Experimental investigation of the effect of natural fracture size on hydraulic fracture propagation in 3D

The three-dimensional hydraulic fracture (HF) geometry of intersection with the natural fracture (NF) is significant in shale. In this paper, an orthogonal fracture intersection geometry pattern in 3D was proposed, where the size of natural fracture was mainly studied. To verify the accuracy of the geometry pattern, laboratory experiments were conducted separately in hydrostone and shale outcrop using the true tri-axial system. The influence of NF size and bedding planes were investigated. The results show that when HF intersection with different sizes of NF, the fracture propagation can be classified with five ways: arresting, bypassing, diversion, vertical extension, vertical extension and then diversion.

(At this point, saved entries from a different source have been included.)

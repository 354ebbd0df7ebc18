use crossterm::event::{KeyCode, KeyModifiers};
use serde::{Deserialize, Serialize};
use std::collections::HashMap;

use crate::app::binds::Action;

#[derive(Debug, Clone, Deserialize, Serialize)]
pub struct BindsConfig {
    #[serde(default = "BindsConfig::default_quit")]
    pub quit: Vec<String>,
    #[serde(default = "BindsConfig::default_scroll_up")]
    pub scroll_up: Vec<String>,
    #[serde(default = "BindsConfig::default_scroll_down")]
    pub scroll_down: Vec<String>,
    #[serde(default = "BindsConfig::default_page_up")]
    pub page_up: Vec<String>,
    #[serde(default = "BindsConfig::default_page_down")]
    pub page_down: Vec<String>,
    #[serde(default = "BindsConfig::default_go_to_top")]
    pub go_to_top: Vec<String>,
    #[serde(default = "BindsConfig::default_go_to_bottom")]
    pub go_to_bottom: Vec<String>,
    #[serde(default = "BindsConfig::default_play_selected")]
    pub play_selected: Vec<String>,
    #[serde(default = "BindsConfig::default_track_options")]
    pub track_options: Vec<String>,
    #[serde(default = "BindsConfig::default_locate")]
    pub locate: Vec<String>,
    #[serde(default = "BindsConfig::default_retry")]
    pub retry: Vec<String>,
    #[serde(default = "BindsConfig::default_next")]
    pub next: Vec<String>,
    #[serde(default = "BindsConfig::default_previous")]
    pub previous: Vec<String>,
    #[serde(default = "BindsConfig::default_close")]
    pub close: Vec<String>,
}

impl BindsConfig {
    fn default_quit() -> Vec<String> {
        vec!["q".to_string(), "ctrl-c".to_string()]
    }

    fn default_scroll_up() -> Vec<String> {
        vec!["k".to_string(), "up".to_string()]
    }

    fn default_scroll_down() -> Vec<String> {
        vec!["j".to_string(), "down".to_string()]
    }

    fn default_page_up() -> Vec<String> {
        vec!["ctrl-u".to_string(), "pageup".to_string()]
    }

    fn default_page_down() -> Vec<String> {
        vec!["ctrl-d".to_string(), "pagedown".to_string()]
    }

    fn default_go_to_top() -> Vec<String> {
        vec!["g".to_string(), "home".to_string()]
    }

    fn default_go_to_bottom() -> Vec<String> {
        vec!["shift-g".to_string(), "end".to_string()]
    }

    fn default_play_selected() -> Vec<String> {
        vec!["enter".to_string()]
    }

    fn default_track_options() -> Vec<String> {
        vec!["o".to_string()]
    }

    fn default_locate() -> Vec<String> {
        vec!["l".to_string()]
    }

    fn default_retry() -> Vec<String> {
        vec!["r".to_string()]
    }

    fn default_next() -> Vec<String> {
        vec!["n".to_string()]
    }

    fn default_previous() -> Vec<String> {
        vec!["p".to_string()]
    }

    fn default_close() -> Vec<String> {
        vec!["esc".to_string()]
    }

    /// Parse a key string like "ctrl-d", "shift-g" or "enter".
    pub fn parse_keybinding(key_str: &str) -> Option<(KeyModifiers, KeyCode)> {
        let key_str = key_str.to_lowercase();

        // Special case for standalone "-" character
        if key_str == "-" {
            return Some((KeyModifiers::NONE, KeyCode::Char('-')));
        }

        let parts: Vec<&str> = key_str.split('-').collect();
        let (key_part, modifier_parts) = parts.split_last()?;

        let mut modifiers = KeyModifiers::NONE;
        for part in modifier_parts {
            match *part {
                "ctrl" => modifiers |= KeyModifiers::CONTROL,
                "alt" => modifiers |= KeyModifiers::ALT,
                "shift" => modifiers |= KeyModifiers::SHIFT,
                _ => return None,
            }
        }

        let code = match *key_part {
            "esc" => KeyCode::Esc,
            "enter" => KeyCode::Enter,
            "backspace" => KeyCode::Backspace,
            "tab" => KeyCode::Tab,
            "delete" => KeyCode::Delete,
            "home" => KeyCode::Home,
            "end" => KeyCode::End,
            "pageup" => KeyCode::PageUp,
            "pagedown" => KeyCode::PageDown,
            "up" => KeyCode::Up,
            "down" => KeyCode::Down,
            "left" => KeyCode::Left,
            "right" => KeyCode::Right,
            "space" => KeyCode::Char(' '),
            f if f.len() > 1 && f.starts_with('f') => KeyCode::F(f[1..].parse().ok()?),
            c if c.chars().count() == 1 => {
                let ch = c.chars().next()?;
                if modifiers.contains(KeyModifiers::SHIFT) {
                    KeyCode::Char(ch.to_ascii_uppercase())
                } else {
                    KeyCode::Char(ch)
                }
            }
            _ => return None,
        };

        Some((modifiers, code))
    }

    fn bindings(&self) -> [(&[String], Action); 14] {
        [
            (self.quit.as_slice(), Action::Quit),
            (self.scroll_up.as_slice(), Action::ScrollUp),
            (self.scroll_down.as_slice(), Action::ScrollDown),
            (self.page_up.as_slice(), Action::PageUp),
            (self.page_down.as_slice(), Action::PageDown),
            (self.go_to_top.as_slice(), Action::GoToTop),
            (self.go_to_bottom.as_slice(), Action::GoToBottom),
            (self.play_selected.as_slice(), Action::PlaySelected),
            (self.track_options.as_slice(), Action::TrackOptions),
            (self.locate.as_slice(), Action::Locate),
            (self.retry.as_slice(), Action::Retry),
            (self.next.as_slice(), Action::NextTrack),
            (self.previous.as_slice(), Action::PreviousTrack),
            (self.close.as_slice(), Action::Close),
        ]
    }

    /// Build the key map, returning warnings for strings that failed to parse.
    pub fn build_key_map(&self) -> (HashMap<(KeyModifiers, KeyCode), Action>, Vec<String>) {
        let mut map = HashMap::new();
        let mut warnings = Vec::new();

        for (keys, action) in self.bindings() {
            for key in keys {
                match Self::parse_keybinding(key) {
                    Some(binding) => {
                        if let Some(previous) = map.insert(binding, action) {
                            warnings.push(format!(
                                "Key '{}' bound to both {:?} and {:?}",
                                key, previous, action
                            ));
                        }
                    }
                    None => warnings.push(format!("Invalid key binding for {:?}: '{}'", action, key)),
                }
            }
        }

        (map, warnings)
    }

    /// First configured key for `action`, for on-screen hints.
    pub fn hint(&self, action: Action) -> String {
        self.bindings()
            .into_iter()
            .find(|(_, bound)| *bound == action)
            .and_then(|(keys, _)| keys.first().cloned())
            .unwrap_or_default()
    }
}

impl Default for BindsConfig {
    fn default() -> Self {
        Self {
            quit: Self::default_quit(),
            scroll_up: Self::default_scroll_up(),
            scroll_down: Self::default_scroll_down(),
            page_up: Self::default_page_up(),
            page_down: Self::default_page_down(),
            go_to_top: Self::default_go_to_top(),
            go_to_bottom: Self::default_go_to_bottom(),
            play_selected: Self::default_play_selected(),
            track_options: Self::default_track_options(),
            locate: Self::default_locate(),
            retry: Self::default_retry(),
            next: Self::default_next(),
            previous: Self::default_previous(),
            close: Self::default_close(),
        }
    }
}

When NF size is bigger than that of HF, it is more likely for HF to bypass, when smaller, more likely to diverse or extend vertically. Well-developed bedding planes increase the probability of diversion to form complex fracture network only when the size of NF is big. High fluctuation intensity of pump curve indicates a more complex fracture network. When HF extends vertically, the curve shows an even fluctuation, and when changes direction, the extension pressure will be much higher than fracturing pressure. The 3D pattern and experimental results can predict fracture geometry and detect the fracture network when intersection.